Who is your preferred source for health advice? Gwyneth Paltrow? Pete Evans? Or qualified medical practitioners – like Dr Oz?
I hate to break it to you, but if you’re getting advice from any of these people, you’re quite likely being misled.
For example, contrary to Gwyneth Paltrow’s website, experts advise inserting jade “eggs” into your vagina is a very bad idea.
And last time I checked, Facebook wasn’t a peer-reviewed medical website, but that doesn’t seem to matter to 20 per cent of people using it for health advice.
The sheer volume of online health information now at our fingertips is both a blessing and a curse. How do you determine what is right and what is outright dangerous?
Should you get a “V-steam” to keep your lady parts looking young and healthy? Should you whip up a batch of paleo bone broth for your bub? (the answer to both these questions is no).
It used to be that a medical degree was a pretty good measure of reliability, until the likes of TV doctor Mehmet Oz and Dr Andrew Wakefield, the scientist responsible for publishing fraudulent research linking vaccines to autism, came along.

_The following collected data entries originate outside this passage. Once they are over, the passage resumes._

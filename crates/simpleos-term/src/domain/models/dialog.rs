use simpleos_core::PowerAction;
use tui_textarea::TextArea;

use super::WindowId;

#[derive(Clone, Copy, Debug, PartialEq, Eq)]
pub enum FilePromptMode {
    Open,
    Save,
}

impl FilePromptMode {
    pub fn title(&self) -> &'static str {
        match self {
            FilePromptMode::Open => "Open file",
            FilePromptMode::Save => "Save as",
        }
    }
}

/// Modal overlay. While one is open it receives all keyboard input.
#[derive(Debug)]
pub enum Dialog<'a> {
    Confirm(PowerAction),
    Notice {
        title: String,
        text: String,
        then: Option<PowerAction>,
    },
    FilePrompt {
        mode: FilePromptMode,
        window_id: WindowId,
        input_area: TextArea<'a>,
    },
}

impl<'a> Dialog<'a> {
    pub fn notice(title: &str, text: &str) -> Dialog<'a> {
        return Dialog::Notice {
            title: title.to_string(),
            text: text.to_string(),
            then: None,
        };
    }

    pub fn title(&self) -> String {
        match self {
            Dialog::Confirm(power) => power.title().to_string(),
            Dialog::Notice { title, .. } => title.to_string(),
            Dialog::FilePrompt { mode, .. } => mode.title().to_string(),
        }
    }
}
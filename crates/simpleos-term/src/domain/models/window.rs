use strum_macros::Display;

pub type WindowId = usize;

#[derive(Clone, Copy, Debug, PartialEq, Eq, Display)]
pub enum WindowKind {
    #[strum(serialize = "SimpleOS Notepad")]
    Notepad,
    #[strum(serialize = "SimpleOS Terminal")]
    Terminal,
}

Even published peer-reviewed literature is no longer guaranteed to be untarnished – the rise of predatory publishing has muddied the waters to the point where an advanced degree in science or medicine is needed to separate the wheat from the chaff.
Never mind that most peer-reviewed information is locked away behind pay-walls, meaning the average person has to fork out anything upwards of US$35 just for the privilege of reading it.
Where are we getting health advice?
The proliferation of misleading health advice online is worrying because a recent survey reported almost four out of five Australians (78%) now use the internet to source health information.
Slightly more frightening is that three out of five people (58%) admitted they Google health information to avoid seeing a health professional.
Do you let smokers hold your baby? Post continues below.
Which should come as no surprise to anyone – just about all of us now walk around with the internet in our pockets. Googling health information is cheaper, faster, more convenient and importantly (for some), discreet. And a quick search from the work bathroom avoids the embarrassment of providing intimate details to a stranger.